Sensing historic opportunity, McWilliams devised a plan for a medical-marijuana advocacy-and-research entity called the Medical Botanical Foundation. He got in touch with Jeffrey Farrington, the "farmacist" for the LACBC, and invited him to grow for him, telling him they'd be "millionaires in a year" and that he wanted to be "the R.J. Reynolds of medical marijuana." Farrington declined to be involved. McWilliams then phoned his friend Buckley, who is a longtime foe of the War on Drugs. Buckley referred McWilliams to Richard Cowan, a Buckley friend who in the early nineties had been a director of the National Organization for the Reform of Marijuana Laws, where his tenure was marked by controversy. As a pot-patriate in Amsterdam, Cowan had befriended fellow American hempster and avid - albeit noncredentialed - medical-marijuana researcher Todd McCormick. Brimming with visions of becoming med-mar's first mogul, McWilliams got in touch with Cowan, who introduced him to Todd McCormick.
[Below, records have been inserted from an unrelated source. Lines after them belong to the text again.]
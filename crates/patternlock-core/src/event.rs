#![forbid(unsafe_code)]

//! Pointer input and pattern lifecycle events.
//!
//! [`PointerEvent`] is what the host feeds into the tracker. [`PatternEvent`]
//! is what the tracker reports back, both through registered listeners and
//! as the return value of each tracker call.
//!
//! # Invariants
//!
//! Per gesture that reached a pointer-down, the emitted sequence matches
//! `Started Progress* (Complete | Cleared)` or, for a down that missed every
//! dot, a lone `Cleared`. Nothing is emitted after the terminal event until
//! the next down.

use crate::geometry::Point;
use crate::pattern::Pattern;

// ---------------------------------------------------------------------------
// PointerEvent
// ---------------------------------------------------------------------------

/// A single-pointer input event.
#[derive(Debug, Clone, PartialEq)]
#[cfg_attr(feature = "serde", derive(serde::Serialize, serde::Deserialize))]
#[cfg_attr(feature = "serde", serde(rename_all = "snake_case"))]
pub enum PointerEvent {
    /// Pointer pressed at a position.
    Down(Point),
    /// Pointer moved. Carries every sample since the previous move,
    /// oldest first, with the current position last.
    Move(Vec<Point>),
    /// Pointer released.
    Up,
    /// Gesture aborted by the host.
    Cancel,
}

// ---------------------------------------------------------------------------
// PatternEvent
// ---------------------------------------------------------------------------

/// Discriminant of a [`PatternEvent`].
#[derive(Debug, Clone, Copy, PartialEq, Eq, Hash)]
pub enum PatternEventKind {
    Started,
    Progress,
    Complete,
    Cleared,
}

impl PatternEventKind {
    /// Lowercase name, stable for logs and scripts.
    #[must_use]
    pub const fn as_str(self) -> &'static str {
        match self {
            Self::Started => "started",
            Self::Progress => "progress",
            Self::Complete => "complete",
            Self::Cleared => "cleared",
        }
    }
}

/// A lifecycle notification.
///
/// `Progress` and `Complete` own a snapshot of the pattern at the time of
/// the event; holders may keep it past later tracker mutations.
#[derive(Debug, Clone, PartialEq, Eq)]
pub enum PatternEvent {
    /// A gesture hit its first dot.
    Started,
    /// One dot was appended.
    Progress(Pattern),
    /// The pointer was released with a non-empty pattern.
    Complete(Pattern),
    /// The gesture ended without a pattern (missed down or cancel).
    Cleared,
}

impl PatternEvent {
    #[must_use]
    pub fn kind(&self) -> PatternEventKind {
        match self {
            Self::Started => PatternEventKind::Started,
            Self::Progress(_) => PatternEventKind::Progress,
            Self::Complete(_) => PatternEventKind::Complete,
            Self::Cleared => PatternEventKind::Cleared,
        }
    }

    /// Pattern snapshot carried by `Progress` and `Complete`.
    #[must_use]
    pub fn pattern(&self) -> Option<&Pattern> {
        match self {
            Self::Progress(pattern) | Self::Complete(pattern) => Some(pattern),
            Self::Started | Self::Cleared => None,
        }
    }

    /// Whether this event ends a gesture.
    #[must_use]
    pub fn is_terminal(&self) -> bool {
        matches!(self, Self::Complete(_) | Self::Cleared)
    }
}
Twenty-six years old at the time he met McWilliams, Todd McCormick had suffered histiocytosis-X, a rare cancer, from the age of two to 15, and had undergone nine surgeries to remove tumors. As a result, the five-foot-six Rhode Islander was a gaunt 120 pounds - and a lifelong medical-marijuana crusader.
McCormick's first encounter with medical marijuana had been at the age of nine. His mother, Ann McCormick, who had read a magazine report on studies maintaining that cannabis could soften pain, reduce the nausea of chemotherapy and radiation, and restore one's appetite, gave Todd a joint and told him to smoke it like a cigarette. "It immediately removed my dizziness, my nausea, and gave me an appetite," McCormick stated to me in a 1997 interview. "My overall health increased." His cancer eventually went into remission, but because his left hip had failed to develop normally owing to repeated radiation treatments, as well as the fact that the first five vertebrae in his neck were fused, McCormick still suffered chronic pain. With his life radically improved by cannabis, he began researching and advocating medical marijuana, an endeavor in which he engaged with messianic fervor.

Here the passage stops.